// Copyright (c) 2026 Gvp
// Licensed under the Apache License, Version 2.0 (the "License");
// you may not use this file except in compliance with the License.
// You may obtain a copy of the License at
//     http://www.apache.org/licenses/LICENSE-2.0
// Unless required by applicable law or agreed to in writing, software
// distributed under the License is distributed on an "AS IS" BASIS,
// WITHOUT WARRANTIES OR CONDITIONS OF ANY KIND, either express or implied.
// See the License for the specific language governing permissions and
// limitations under the License.

//! Generates a PKCS#8 Ed25519 keypair for `GvpConfig::keypair_pkcs8` and
//! prints the public key as hex. Loading the resulting file back in is the
//! embedding binary's responsibility (`spec.md` §1).

#![forbid(unsafe_code)]

use anyhow::Result;
use ring::signature::{Ed25519KeyPair, KeyPair};
use std::path::PathBuf;

fn main() -> Result<()> {
    let out_dir = std::env::args().nth(1).unwrap_or_else(|| "data".to_string());
    let mut key_path = PathBuf::from(out_dir);
    std::fs::create_dir_all(&key_path)?;
    key_path.push("signer.key");

    let rng = ring::rand::SystemRandom::new();
    let pkcs8 = Ed25519KeyPair::generate_pkcs8(&rng)?;
    std::fs::write(&key_path, pkcs8.as_ref())?;

    #[cfg(unix)]
    {
        use std::os::unix::fs::PermissionsExt;
        let _ = std::fs::set_permissions(&key_path, std::fs::Permissions::from_mode(0o600));
    }

    let kp = Ed25519KeyPair::from_pkcs8(pkcs8.as_ref())?;
    let pk = kp.public_key().as_ref();
    println!("{}", hex::encode(pk));
    Ok(())
}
_ _ _ _ _ _ _
▸ WHAT IS EXPECTED:
Starting from the records above, filter out all lines except those containing the word "unix".

▸ RESPONSE TO THE EXERCISE:
    #[cfg(unix)]
        use std::os::unix::fs::PermissionsExt;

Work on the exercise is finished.